Wie Trump in den USA führt auch die herrschende Klasse in Deutschland einen regelrechten Krieg gegen die Bevölkerung und ist bereit, notfalls hunderttausende Menschenleben für ihre Interessen zu opfern. Von Anfang an hat sie die Coronakrise als Chance gesehen, ihre Klassenpolitik zu verschärfen und hunderte Milliarden in die Taschen der Großkonzerne und deren Aktionäre zu transferieren. Für die soziale und medizinische Versorgung und den Schutz der Bevölkerung gab es so gut wie nichts.

Im Gegenteil: Die gigantischen Summen, die im Rahmen der Corona-Notpakete vor allem an die Finanzelite geflossen sind, sollen nun wieder aus der Arbeiterklasse herausgepresst werden. Deshalb die aggressive „Zurück an die Arbeit“-Offensive, die von allen Bundestagsparteien und den Gewerkschaften organisiert wird. Ein weiterer Faktor sind die geostrategischen und wirtschaftlichen Interessen des deutschen Imperialismus, der sich gegen seine internationalen Rivalen in Stellung bringt, massiv aufrüstet und auf neue Absatzmärkte und billige Arbeitskräfte schielt.

„Im Wirtschaftsministerium widmen sich mehrere Stäbe, unterstützt von einer Hundertschaft an Beratern, der Zeit nach der Krise: Es werden erste Szenarien entwickelt, wie Deutschland bei einer globalen Aufholjagd vorneweg laufen könnte“, berichtete Der Spiegel bereits Anfang April.
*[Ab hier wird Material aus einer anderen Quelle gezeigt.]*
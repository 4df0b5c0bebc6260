//! End-to-end scenarios S1-S6 (spec §8), each run against the built `pimoc`
//! binary over a `.pim` fixture written to a temp directory.

use std::io::Write;

use assert_cmd::Command;
use predicates::prelude::*;
use tempfile::NamedTempFile;

fn pim_fixture(source: &str) -> NamedTempFile {
    let mut file = tempfile::Builder::new()
        .suffix(".pim")
        .tempfile()
        .expect("create temp fixture");
    file.write_all(source.as_bytes()).expect("write fixture");
    file
}

fn run_pimoc(source: &str) -> assert_cmd::assert::Assert {
    let fixture = pim_fixture(source);
    Command::cargo_bin("pimoc")
        .expect("pimoc binary should build")
        .arg(fixture.path())
        .assert()
}

#[test]
fn s1_empty_proc_emits_implicit_ret_void() {
    run_pimoc("proc main { }")
        .success()
        .stdout(predicate::str::contains("define void @main"))
        .stdout(predicate::str::contains("ret void"));
}

#[test]
fn s2_integer_return() {
    run_pimoc("func i32 main() { return 42; }")
        .success()
        .stdout(predicate::str::contains("ret i32 42"));
}

#[test]
fn s3_macro_expansion_matches_s2() {
    run_pimoc("# define FORTY_TWO 42\nfunc i32 main() { return §FORTY_TWO; }")
        .success()
        .stdout(predicate::str::contains("ret i32 42"));
}

#[test]
fn s4_if_else_selection_both_alternatives_terminate() {
    run_pimoc("func i32 main() { if true { return 1; } else { return 0; }; }")
        .success()
        .stdout(predicate::str::contains("ret i32 1"))
        .stdout(predicate::str::contains("ret i32 0"));
}

#[test]
fn s5_while_loop_countdown() {
    let source = "func i32 main() {\n  i32 n = 3;\n  while [n 0 !=] { n = [n 1 -]; };\n  return n;\n}";
    run_pimoc(source).success().stdout(predicate::str::contains("while_body"));
}

#[test]
fn s6_operator_stack_arithmetic_with_dup() {
    run_pimoc("func i32 main() { return [3 dup +]; }")
        .success()
        .stdout(predicate::str::contains("ret i32 6"));
}

#[test]
fn rejects_non_pim_extension() {
    let mut file = tempfile::Builder::new().suffix(".txt").tempfile().expect("create temp fixture");
    file.write_all(b"func void main() { return; }").expect("write fixture");

    Command::cargo_bin("pimoc")
        .expect("pimoc binary should build")
        .arg(file.path())
        .assert()
        .failure()
        .stderr(predicate::str::contains(".pim"));
}

#[test]
fn surfaces_fatal_errors_with_line_and_snippet() {
    Command::cargo_bin("pimoc")
        .expect("pimoc binary should build")
        .arg(pim_fixture("func void main() { bogus; }").path())
        .assert()
        .failure()
        .stderr(predicate::str::contains("InvalidInstruction"));
}
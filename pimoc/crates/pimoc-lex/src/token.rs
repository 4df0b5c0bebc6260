//! Token type produced by the lexer.
//!
//! Tagged-variant-of-attributes rather than a dynamic attribute bag (spec
//! §9 design note): every token carries its source line and kind-specific
//! fields as `Option`s rather than relying on runtime presence checks.

use std::fmt;

/// Discriminates the token's syntactic category. Drives both how the lexer
/// finishes classifying a raw span of text (priority rule 13, spec §4.2)
/// and how the block parser and semantic compiler dispatch on it.
#[derive(Clone, Copy, Debug, PartialEq, Eq, Hash)]
pub enum TokenKind {
    Integer,
    Decimal,
    Boolean,
    String,
    Name,
    Macro,
    Type,
    Register,
    Operator,
    Delimiter,
    Instruction,
    PpCommand,
    PpOsCommand,
    Unknown,
}

/// One lexical unit, its original text, and whatever attributes its kind
/// accumulated during lexing or the block parser's post-processing pass.
#[derive(Clone, Debug, PartialEq)]
pub struct Token {
    /// Original textual form, after string-interning rewrite but before any
    /// further substitution.
    pub text: String,
    pub kind: TokenKind,
    /// 1-based source line this token was read from.
    pub line: u32,
    /// Byte size attached to a stack opener (`N:[`) or a sized dereference
    /// (`N:%`).
    pub size: Option<u32>,
    /// Array length attached to a sized type (`type<N>`).
    pub length: Option<u32>,
    /// LLVM type name attached via a `:type` suffix.
    pub ty: Option<String>,
    /// Qualifying upper-case memory/namespace name from `UPPER::lower`.
    pub memory: Option<String>,
}

impl Token {
    pub fn new(text: impl Into<String>, kind: TokenKind, line: u32) -> Self {
        Self {
            text: text.into(),
            kind,
            line,
            size: None,
            length: None,
            ty: None,
            memory: None,
        }
    }

    pub fn with_size(mut self, size: u32) -> Self {
        self.size = Some(size);
        self
    }

    pub fn with_length(mut self, length: u32) -> Self {
        self.length = Some(length);
        self
    }

    pub fn with_type(mut self, ty: impl Into<String>) -> Self {
        self.ty = Some(ty.into());
        self
    }

    pub fn with_memory(mut self, memory: impl Into<String>) -> Self {
        self.memory = Some(memory.into());
        self
    }

    pub fn is_kind(&self, kind: TokenKind) -> bool {
        self.kind == kind
    }
}

impl fmt::Display for Token {
    fn fmt(&self, f: &mut fmt::Formatter<'_>) -> fmt::Result {
        write!(f, "{}", self.text)
    }
}

/// A single source line and the tokens it produced; the lexer's output
/// unit (spec §4.2: "a list of `{line, tokens}` records").
#[derive(Clone, Debug, Default, PartialEq)]
pub struct LineTokens {
    pub line: u32,
    pub tokens: Vec<Token>,
}

#[cfg(test)]
mod tests {
    use super::*;

    #[test]
    fn builder_methods_set_optional_attributes() {
        let tok = Token::new("i32", TokenKind::Type, 4)
            .with_length(8)
            .with_type("i32");
        assert_eq!(tok.length, Some(8));
        assert_eq!(tok.ty.as_deref(), Some("i32"));
        assert!(tok.is_kind(TokenKind::Type));
    }
}
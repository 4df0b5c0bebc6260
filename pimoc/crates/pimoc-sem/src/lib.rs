//! pimoc-sem - the semantic compiler (spec §4.5, §4.6).
//!
//! Owns the scope tree, expression evaluation, instruction dispatch, and
//! control-flow emission; drives a [`pimoc_gen::Backend`] to populate one
//! LLVM module from one [`pimoc_par::BlockTree`]. Grounded on the teacher's
//! general tree-walk-with-context-stack shape, rebuilt around this spec's
//! structural scope model instead of a Rust-expression HIR.

pub mod compiler;
pub mod context;
pub mod control_flow;
pub mod instr;
pub mod scope;
pub mod value;

use pimoc_gen::Backend;
use pimoc_par::BlockTree;
use pimoc_util::{CompileError, Span};

pub use compiler::Compiler;
pub use scope::{Scope, ScopeId, ScopeKind, ScopeTree};
pub use value::Value;

/// Compiles an already-expanded block tree into `backend`'s module.
/// Walks the tree's root-level elements as one top-level instruction
/// sequence, the same way a function body's segment is compiled (spec §4.5
/// treats the whole program as the outermost instruction list).
pub fn compile<'ctx>(tree: &BlockTree, backend: &mut Backend<'ctx>) -> Result<(), CompileError> {
    let root = tree.root();
    if tree.get(root).elements.is_empty() {
        return Err(CompileError::EmptySegment {
            span: Span::DUMMY,
            context: "program".into(),
        });
    }

    let mut compiler = Compiler::new(tree, backend);
    compiler.compile_segment(root)
}

#[cfg(test)]
mod tests {
    use super::*;
    use inkwell::context::Context;
    use pimoc_lex::{Lexer, StringInterner};

    fn compile_source(source: &str) -> Result<String, CompileError> {
        let interner = StringInterner::new();
        let lexer = Lexer::new(&interner);
        let lines = lexer.lex(source)?;
        let mut tree = pimoc_par::parse(&lines)?;
        let macros = pimoc_macro::directive::collect(&lines)?;
        pimoc_macro::expand(&mut tree, &macros)?;

        let context = Context::create();
        let mut backend = Backend::new(&context, "test");
        compile(&tree, &mut backend)?;
        backend.verify()?;
        Ok(backend.emit_llvm_ir())
    }

    #[test]
    fn empty_program_is_rejected() {
        let err = compile_source("").unwrap_err();
        assert!(matches!(err, CompileError::EmptySegment { .. }));
    }

    #[test]
    fn main_function_declares_as_main_symbol() {
        let source = "func void main() { return; }";
        let ir = compile_source(source).expect("a trivial main should compile");
        assert!(ir.contains("define void @main"));
    }

    #[test]
    fn variable_declaration_and_return_round_trip() {
        let source = "func i32 main() { i32 x = 5; return x; }";
        let ir = compile_source(source).expect("variable decl + return should compile");
        assert!(ir.contains("@main"));
    }
}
Öffentlich wolle „man darüber noch nicht reden, die Krisenhilfe soll im Vordergrund stehen. Aber intern sieht man die Chance, all das Lähmende endlich abzustreifen.“ Was das bedeutet, wird nun in vollem Umfang sichtbar: Das „Lähmende“ sind nicht nur die sozialen Rechte der Arbeiter, sondern auch ihr Recht auf Leben.

Die Arbeiterklasse kann der existenziellen Gefahr, die von der Pandemie und der herrschenden Klasse gleichermaßen ausgeht, nur durch ihr eigenes Programm entgegentreten. Die Vermögen der Superreichen müssen beschlagnahmt und für die Bekämpfung der Pandemie sowie die Überwindung der sozialen und wirtschaftlichen Folgen des Lockdowns eingesetzt werden. Die großen Unternehmen und Banken müssen unter die demokratische Kontrolle der Arbeiter gestellt und der Kapitalismus, der für die Mehrheit der Bevölkerung soziale Verelendung und Tod bedeutet, durch eine sozialistische Gesellschaft ersetzt werden.